I really didn't want to take my chances with my free-hand free motion quilting but felt I had no choice. I was so nervous to do the first one. I drew a mid-line through the block and a dot to aim for to indicate the top of the first, shorter feather. I haven't really done a lot of feather quilting but it actually went pretty well and I am accepting of the results. I completed the lower portion of the six centre blocks. It is going to be a challenge to do the other half of each block because I will have to stitch them upside down because I can't get the whole quilt under the needle given the throat space I have to work with. (As an aside, when I walked into my dealer I couldn't believe my eyes when I saw a Handi Quilter Sweet 16 sitting there. They are going to start carrying the brand and of course, I totally want one! I felt like casually asking if I could bring down a WIP to give it a try and then finish my whole king quilt under that 16" throat space!).
So that is the progress I have to report. I have a busy day but am feeling so excited that I finally started that I want to just stay at home and sew some more feathers. I'll worry about the upside down part when I have to and just work on the easy parts first. I think in the end it will look pretty good and even though the feathers are not exactly the same as Gail's, (I have fewer and they are differently shaped), the quilt should feel nice and soft and not look too odd. I guess I can feel proud that I really made it start to finish and the quilting is all my free-hand work, warts and all.
I had ordered some books for the family and added one more quilting book to take advantage of free shipping. Fundamentals of Freehand Longarm Quilting is by Terri L. Watson and was published just over a year ago (July 2013). Although the content sounded similar to the ABCs of Longarm Quilting book I already own, it is much newer and offers a guide for all short-,mid- and longarm machines so I thought it would offer some new information specifically for my setup.
I was a little disappointed when I opened the order because even though the book was $16 it doesn't have a lot of writing and is a paperback with only 53 pages. There are many nice photos of various machine set-ups and systems but no detailed information regarding using a smaller machine in particular. There are two pages about supplies, some basic explanations of setting up a machine and quilting, and then some examples of simple, standard free-motion designs.

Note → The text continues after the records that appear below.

//! Value casting
//!
//! Moves a raw input value towards a field's declared types before it is
//! validated. Casting never rejects on its own: whatever cannot be cast is
//! returned unchanged and left for [`is_valid`](crate::is_valid) to judge.
//! The only failures come from constructing nested instances.
//!
//! # Rules
//!
//! 1. Mixed fields take the value as is
//! 2. Null stays null
//! 3. A value whose kind is already declared stays as is
//! 4. Lists of maps become lists of nested instances when an element type
//!    is a registered type; any other iterable becomes one nested instance
//!    when a declared type is registered
//! 5. Scalars are coerced to the first declared `integer`, `float` or
//!    `boolean`

use crate::error::MapResult;
use crate::mapper::Mapper;
use crate::value::Value;
use dtokit_types::{PropertyDescriptor, ScalarKind, TypeName, TypeRef};

/// Cast `value` towards the types declared by `descriptor`
///
/// `depth` is the nesting depth of the instance owning the field; nested
/// instances are built one level deeper.
pub fn cast_value(
    mapper: &Mapper,
    descriptor: &PropertyDescriptor,
    value: Value,
    depth: usize,
) -> MapResult<Value> {
    if descriptor.is_mixed() || value.is_null() {
        return Ok(value);
    }

    let types = descriptor.types();
    if types.iter().any(|ty| kind_matches(ty, &value)) {
        return Ok(value);
    }

    if value.is_iterable() {
        if should_become_collection(&value) {
            return match (first_mappable(mapper, descriptor.element_types()), value) {
                (Some(element_type), Value::List(items)) => {
                    let mut instances = Vec::with_capacity(items.len());
                    for item in &items {
                        let instance = mapper.instantiate(element_type, item, depth + 1)?;
                        instances.push(Value::from(instance));
                    }
                    Ok(Value::List(instances))
                }
                (_, value) => Ok(value),
            };
        }

        return match first_mappable(mapper, types) {
            Some(object_type) => Ok(Value::from(mapper.instantiate(object_type, &value, depth + 1)?)),
            None => Ok(value),
        };
    }

    if value.is_scalar() {
        if let Some(kind) = types.iter().find_map(TypeRef::is_coercible_scalar) {
            return Ok(coerce_scalar(value, kind));
        }
    }

    Ok(value)
}

/// Whether `value` should be promoted element-wise to a typed collection
///
/// True only for a non-empty list whose every element is itself a map or a
/// list. Maps have string keys and are never promoted.
pub fn should_become_collection(value: &Value) -> bool {
    match value {
        Value::List(items) => {
            !items.is_empty()
                && items
                    .iter()
                    .all(|item| matches!(item, Value::Map(_) | Value::List(_)))
        }
        _ => false,
    }
}

/// Coerce a scalar to `kind`
///
/// Values that have no sensible conversion (a non-numeric string to a
/// number, an out-of-range float to an integer) are returned unchanged.
/// Non-scalars are always returned unchanged.
pub fn coerce_scalar(value: Value, kind: ScalarKind) -> Value {
    if !value.is_scalar() {
        return value;
    }

    match kind {
        ScalarKind::Integer => match value {
            Value::Bool(b) => Value::Int(i64::from(b)),
            Value::Float(f) => float_to_int(f).map_or(value, Value::Int),
            Value::String(ref s) => parse_int(s).map_or(value, Value::Int),
            other => other,
        },
        ScalarKind::Float => match value {
            Value::Bool(b) => Value::Float(if b { 1.0 } else { 0.0 }),
            Value::Int(i) => Value::Float(i as f64),
            Value::String(ref s) => parse_float(s).map_or(value, Value::Float),
            other => other,
        },
        ScalarKind::Boolean => Value::Bool(value.truthy()),
        ScalarKind::String => value,
    }
}

/// Step-3 kind comparison: exact scalar kinds, and `array` for collections
fn kind_matches(ty: &TypeRef, value: &Value) -> bool {
    match (ty, value) {
        (TypeRef::Scalar(ScalarKind::Integer), Value::Int(_))
        | (TypeRef::Scalar(ScalarKind::Float), Value::Float(_))
        | (TypeRef::Scalar(ScalarKind::Boolean), Value::Bool(_))
        | (TypeRef::Scalar(ScalarKind::String), Value::String(_))
        | (TypeRef::Array, Value::List(_) | Value::Map(_)) => true,
        _ => false,
    }
}

fn first_mappable<'t>(mapper: &Mapper, types: &'t [TypeRef]) -> Option<&'t TypeName> {
    types
        .iter()
        .filter_map(TypeRef::as_object)
        .find(|name| mapper.is_mappable(name))
}

fn parse_float(s: &str) -> Option<f64> {
    let s = s.trim();
    if s.is_empty() || !s.bytes().any(|b| b.is_ascii_digit()) {
        return None;
    }
    s.parse::<f64>().ok().filter(|f| f.is_finite())
}

fn parse_int(s: &str) -> Option<i64> {
    let trimmed = s.trim();
    trimmed
        .parse::<i64>()
        .ok()
        .or_else(|| parse_float(trimmed).and_then(float_to_int))
}

fn float_to_int(f: f64) -> Option<i64> {
    if f.is_finite() && f >= i64::MIN as f64 && f < i64::MAX as f64 {
        Some(f.trunc() as i64)
    } else {
        None
    }
}
//! Typed construction
//!
//! A Rust struct becomes a mapping target by describing its schema and
//! reading itself back out of a mapped [`Instance`]:
//!
//! ```
//! use dtokit_core::{FieldSpec, Instance, MapResult, Target, TypeSchema};
//!
//! struct Point {
//!     x: i64,
//!     y: i64,
//! }
//!
//! impl Target for Point {
//!     const TYPE_NAME: &'static str = "Geo\\Point";
//!
//!     fn schema() -> TypeSchema {
//!         TypeSchema::new(Self::TYPE_NAME)
//!             .field(FieldSpec::new("x").typed("integer"))
//!             .field(FieldSpec::new("y").typed("integer"))
//!     }
//!
//!     fn from_instance(instance: &Instance) -> MapResult<Self> {
//!         Ok(Self {
//!             x: instance.field("x")?,
//!             y: instance.field("y")?,
//!         })
//!     }
//! }
//! ```

use crate::error::MapResult;
use crate::instance::Instance;
use crate::schema::TypeSchema;
use crate::value::Value;
use std::sync::Arc;

/// A Rust type that can be constructed by the mapper
pub trait Target: Sized {
    /// Fully-qualified name the schema is registered under
    const TYPE_NAME: &'static str;

    /// Field schema of the type
    fn schema() -> TypeSchema;

    /// Build the Rust value from a mapped instance
    fn from_instance(instance: &Instance) -> MapResult<Self>;
}

/// Conversion from a mapped field value
pub trait FromValue: Sized {
    /// What the conversion expects, for error messages
    fn expected() -> &'static str;

    /// Convert, or `None` if the value has the wrong shape
    fn from_value(value: &Value) -> Option<Self>;
}

impl FromValue for i64 {
    fn expected() -> &'static str {
        "integer"
    }

    fn from_value(value: &Value) -> Option<Self> {
        value.as_int()
    }
}

impl FromValue for f64 {
    fn expected() -> &'static str {
        "float"
    }

    fn from_value(value: &Value) -> Option<Self> {
        value.as_float()
    }
}

impl FromValue for bool {
    fn expected() -> &'static str {
        "boolean"
    }

    fn from_value(value: &Value) -> Option<Self> {
        value.as_bool()
    }
}

impl FromValue for String {
    fn expected() -> &'static str {
        "string"
    }

    fn from_value(value: &Value) -> Option<Self> {
        value.as_str().map(str::to_string)
    }
}

impl FromValue for Value {
    fn expected() -> &'static str {
        "value"
    }

    fn from_value(value: &Value) -> Option<Self> {
        Some(value.clone())
    }
}

impl FromValue for Arc<Instance> {
    fn expected() -> &'static str {
        "object"
    }

    fn from_value(value: &Value) -> Option<Self> {
        value.as_object().cloned()
    }
}

impl<T: FromValue> FromValue for Option<T> {
    fn expected() -> &'static str {
        T::expected()
    }

    fn from_value(value: &Value) -> Option<Self> {
        match value {
            Value::Null => Some(None),
            other => T::from_value(other).map(Some),
        }
    }
}

impl<T: FromValue> FromValue for Vec<T> {
    fn expected() -> &'static str {
        "list"
    }

    fn from_value(value: &Value) -> Option<Self> {
        value.as_list()?.iter().map(T::from_value).collect()
    }
}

I think the book is a good beginner reference and there are tips for someone thinking about longarm quilting for a business. I guess I was imagining there would be more insider information and secrets of the trade and I'm probably guilty of making things more complicated than they need be. My set-up (Grace Frame and short-arm machine) is actually right on track and the designs I've quilted are in line with those Ms. Watson shares. If anything, "reading" Fundamentals of Freehand Longarm Quilting made me want to load up my quilt and do what I already know I can - quilt!
I had brought the book to Thanksgiving but of course, it only took about 9 minutes to read through it! I produced two more Kool-Aid bags (resulting in a tired back from trying to sew on a night stand in the bedroom so as not to disturb the family), and only a few hand-quilting stitches on my project since the blue pen I traced the design with had faded so much I couldn't make out where to stitch!. The easing of the tension in the hoop did seem to help make stitching easier although I still can't get that rocking stitch working. I read a bit more of the Lena Dunham book but I really wasn't very productive at all!